The installation revolves around a garden which began to be constructed in the 1920s by Ola Nilsson in a small village in South of Sweden. Ola left his work as a law clerk, returned home to the family farm and created a quaint refuge in the Scanian plains. He tended this magical haven along with his sisters and his beloved gardener. The garden was designed with a large pond surrounded by walls of evergreen yew, cypress, and rhododendrons, creating shady labyrinthine paths. The haven became Ola’s life’s work.
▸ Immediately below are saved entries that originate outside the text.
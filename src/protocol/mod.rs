//! Protocol definitions and constants

pub mod address;
pub mod socks5;

pub use address::{parse as parse_address, Address, AddressRecord, AddressType};

use thiserror::Error;

/// Protocol errors
#[derive(Debug, Error)]
pub enum ProtocolError {
    #[error("Invalid address type: {0:#04x}")]
    InvalidAddressType(u8),

    #[error("Invalid SOCKS version: {0:#04x}")]
    InvalidSocksVersion(u8),

    #[error("Domain name too long: {0} bytes")]
    DomainTooLong(usize),
}

/// Size of the per-read relay buffer
pub const RELAY_BUFFER_SIZE: usize = 16 * 1024;

/// Default local SOCKS5 listen port
pub const DEFAULT_LOCAL_PORT: u16 = 1080;

/// Default server agent listen port
pub const DEFAULT_SERVER_PORT: u16 = 8083;

/// Default connection timeout in seconds
pub const DEFAULT_TIMEOUT: u64 = 600;
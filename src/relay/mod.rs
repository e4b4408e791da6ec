//! Relay layer - bidirectional byte bridging between two connections
//!
//! Provides:
//! - [`RelayPipe`], a duplex bridge with backpressure and coordinated teardown
//! - [`PendingQueue`], ordered buffering for a peer that is still connecting
//! - [`ConnectionWatchdog`], a one-shot per-connection deadline

mod pending;
mod pipe;
mod watchdog;

pub use pending::PendingQueue;
pub use pipe::{RelayPipe, RelayStats, HALF_CLOSE_IDLE};
pub use watchdog::ConnectionWatchdog;

use crate::crypto::{CryptoError, DecryptHalf, EncryptHalf};
use bytes::Bytes;
use std::time::Duration;
use thiserror::Error;

/// Relay layer errors
#[derive(Debug, Error)]
pub enum RelayError {
    #[error("IO error: {0}")]
    Io(#[from] std::io::Error),

    #[error("Crypto error: {0}")]
    Crypto(#[from] CryptoError),

    #[error("Watchdog fired after {0:?}")]
    WatchdogFired(Duration),
}

/// Per-direction chunk transform applied by [`RelayPipe`]
pub trait ChunkTransform: Send {
    /// Transform one chunk, continuing the direction's stream state
    fn transform(&mut self, chunk: &[u8]) -> Result<Bytes, CryptoError>;

    /// Minimum size the next chunk must reach before it can be transformed
    fn min_chunk_len(&self) -> usize {
        0
    }
}

impl ChunkTransform for EncryptHalf {
    fn transform(&mut self, chunk: &[u8]) -> Result<Bytes, CryptoError> {
        self.encrypt(chunk)
    }
}

impl ChunkTransform for DecryptHalf {
    fn transform(&mut self, chunk: &[u8]) -> Result<Bytes, CryptoError> {
        self.decrypt(chunk)
    }

    fn min_chunk_len(&self) -> usize {
        DecryptHalf::min_chunk_len(self)
    }
}

/// Forwards chunks unchanged
#[derive(Debug, Default, Clone, Copy)]
pub struct Plain;

impl ChunkTransform for Plain {
    fn transform(&mut self, chunk: &[u8]) -> Result<Bytes, CryptoError> {
        Ok(Bytes::copy_from_slice(chunk))
    }
}
//! Ordered buffering for a peer that is not connected yet

use bytes::Bytes;
use std::collections::VecDeque;
use tokio::io::{AsyncWrite, AsyncWriteExt};

/// Chunks held back while the remote connection is being established.
///
/// Flushing or discarding consumes the queue, so nothing can be appended
/// once the connection has been decided either way.
#[derive(Debug, Default)]
pub struct PendingQueue {
    chunks: VecDeque<Bytes>,
    queued_bytes: usize,
}

impl PendingQueue {
    /// Create an empty queue
    pub fn new() -> Self {
        Self::default()
    }

    /// Append a chunk; empty chunks are ignored
    pub fn push(&mut self, chunk: Bytes) {
        if chunk.is_empty() {
            return;
        }
        self.queued_bytes += chunk.len();
        self.chunks.push_back(chunk);
    }

    /// Number of queued chunks
    pub fn len(&self) -> usize {
        self.chunks.len()
    }

    pub fn is_empty(&self) -> bool {
        self.chunks.is_empty()
    }

    /// Total queued payload
    pub fn queued_bytes(&self) -> usize {
        self.queued_bytes
    }

    /// Write every chunk to `writer` in arrival order
    pub async fn flush<W>(self, writer: &mut W) -> std::io::Result<usize>
    where
        W: AsyncWrite + Unpin,
    {
        for chunk in &self.chunks {
            writer.write_all(chunk).await?;
        }
        writer.flush().await?;
        Ok(self.queued_bytes)
    }

    /// Drop everything, returning the number of bytes thrown away
    pub fn discard(self) -> usize {
        self.queued_bytes
    }
}

#[cfg(test)]
mod tests {
    use super::*;

    #[tokio::test]
    async fn test_flush_preserves_order() {
        let mut queue = PendingQueue::new();
        queue.push(Bytes::from_static(b"first "));
        queue.push(Bytes::new());
        queue.push(Bytes::from_static(b"second "));
        queue.push(Bytes::from_static(b"third"));

        assert_eq!(queue.len(), 3);
        assert_eq!(queue.queued_bytes(), 18);

        let mut sink = Vec::new();
        let written = queue.flush(&mut sink).await.unwrap();
        assert_eq!(written, 18);
        assert_eq!(sink, b"first second third");
    }

    #[test]
    fn test_discard() {
        let mut queue = PendingQueue::new();
        assert!(queue.is_empty());
        queue.push(Bytes::from_static(b"never sent"));
        assert_eq!(queue.discard(), 10);
    }
}
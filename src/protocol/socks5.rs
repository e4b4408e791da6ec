//! SOCKS5 wire constants and reply encoding (RFC 1928)

use super::Address;
use bytes::{BufMut, Bytes, BytesMut};
use std::net::{Ipv4Addr, SocketAddr, SocketAddrV4};

/// SOCKS5 version
pub const SOCKS_VERSION: u8 = 0x05;

/// Reserved byte
pub const RESERVED: u8 = 0x00;

/// Authentication methods
#[derive(Debug, Clone, Copy, PartialEq, Eq)]
#[repr(u8)]
pub enum AuthMethod {
    NoAuth = 0x00,
    NoAcceptable = 0xFF,
}

/// SOCKS5 commands
#[derive(Debug, Clone, Copy, PartialEq, Eq)]
#[repr(u8)]
pub enum Command {
    Connect = 0x01,
    Bind = 0x02,
    UdpAssociate = 0x03,
}

impl Command {
    /// Decode a command byte
    pub fn from_byte(value: u8) -> Option<Self> {
        match value {
            0x01 => Some(Command::Connect),
            0x02 => Some(Command::Bind),
            0x03 => Some(Command::UdpAssociate),
            _ => None,
        }
    }
}

/// Reply codes
#[derive(Debug, Clone, Copy, PartialEq, Eq)]
#[repr(u8)]
pub enum Reply {
    Succeeded = 0x00,
    GeneralFailure = 0x01,
    ConnectionNotAllowed = 0x02,
    NetworkUnreachable = 0x03,
    HostUnreachable = 0x04,
    ConnectionRefused = 0x05,
    TtlExpired = 0x06,
    CommandNotSupported = 0x07,
    AddressTypeNotSupported = 0x08,
}

/// `VER | METHOD`
pub fn method_reply(method: AuthMethod) -> Bytes {
    Bytes::copy_from_slice(&[SOCKS_VERSION, method as u8])
}

/// `VER | REP | RSV | ATYP | BND.ADDR | BND.PORT`
///
/// IPv4 bound addresses use ATYP 0x01, IPv6 ones ATYP 0x04.
pub fn make_reply(reply: Reply, bound: SocketAddr) -> Bytes {
    let address = Address::from(bound);
    let mut buf = BytesMut::with_capacity(3 + address.encoded_len());
    buf.put_u8(SOCKS_VERSION);
    buf.put_u8(reply as u8);
    buf.put_u8(RESERVED);
    // IP addresses never exceed the record limits
    let _ = address.write_to(&mut buf);
    buf.freeze()
}

/// CONNECT success reply, always ATYP 0x01.
///
/// An IPv6 bound address is reported as its IPv4-mapped form when it has
/// one and as `0.0.0.0` otherwise; the port is kept.
pub fn connect_reply(bound: SocketAddr) -> Bytes {
    let ip = match bound {
        SocketAddr::V4(v4) => *v4.ip(),
        SocketAddr::V6(v6) => v6.ip().to_ipv4_mapped().unwrap_or(Ipv4Addr::UNSPECIFIED),
    };
    make_reply(Reply::Succeeded, SocketAddr::V4(SocketAddrV4::new(ip, bound.port())))
}

/// Failure reply carrying an all-zero IPv4 bound address
pub fn failure_reply(reply: Reply) -> Bytes {
    make_reply(reply, SocketAddr::V4(SocketAddrV4::new(Ipv4Addr::UNSPECIFIED, 0)))
}

#[cfg(test)]
mod tests {
    use super::*;

    #[test]
    fn test_method_reply() {
        assert_eq!(&method_reply(AuthMethod::NoAuth)[..], &[0x05, 0x00]);
        assert_eq!(&method_reply(AuthMethod::NoAcceptable)[..], &[0x05, 0xFF]);
    }

    #[test]
    fn test_success_reply_ipv4() {
        let reply = make_reply(Reply::Succeeded, "10.0.0.2:40000".parse().unwrap());
        assert_eq!(
            &reply[..],
            &[0x05, 0x00, 0x00, 0x01, 10, 0, 0, 2, 0x9C, 0x40]
        );
    }

    #[test]
    fn test_reply_ipv6() {
        let reply = make_reply(Reply::Succeeded, "[::1]:1080".parse().unwrap());
        assert_eq!(reply.len(), 3 + 1 + 16 + 2);
        assert_eq!(reply[3], 0x04);
    }

    #[test]
    fn test_connect_reply_stays_ipv4() {
        let reply = connect_reply("[::1]:40000".parse().unwrap());
        assert_eq!(
            &reply[..],
            &[0x05, 0x00, 0x00, 0x01, 0, 0, 0, 0, 0x9C, 0x40]
        );

        let reply = connect_reply("[::ffff:10.0.0.2]:1080".parse().unwrap());
        assert_eq!(
            &reply[..],
            &[0x05, 0x00, 0x00, 0x01, 10, 0, 0, 2, 0x04, 0x38]
        );

        let reply = connect_reply("127.0.0.1:8083".parse().unwrap());
        assert_eq!(&reply[4..], &[127, 0, 0, 1, 0x1F, 0x93]);
    }

    #[test]
    fn test_failure_reply() {
        let reply = failure_reply(Reply::CommandNotSupported);
        assert_eq!(&reply[..], &[0x05, 0x07, 0x00, 0x01, 0, 0, 0, 0, 0, 0]);
    }
}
It was a well-known attraction until one summer morning in July, just before he was to turn 80 years old, when he ended his life in the pond.
Karlsson Lundgren’s filmed images from the site depict a dusky oasis in its July vestments, with densely-packed boxwood, hydrangeas, and water lilies. The film goes backwards from darkness to light—from dusk to morning sunlight—and returns to darkness when it begins again. A circular time, with no beginning or end. The installation includes fifteen brass memorial plaques hanging throughout the museum’s collection and becomes an abstract map over the site carrying references to the taxonomy of botanical gardens. They reflect the place as a queer sanctuary formed as much by toil and hard work as by longing and desire.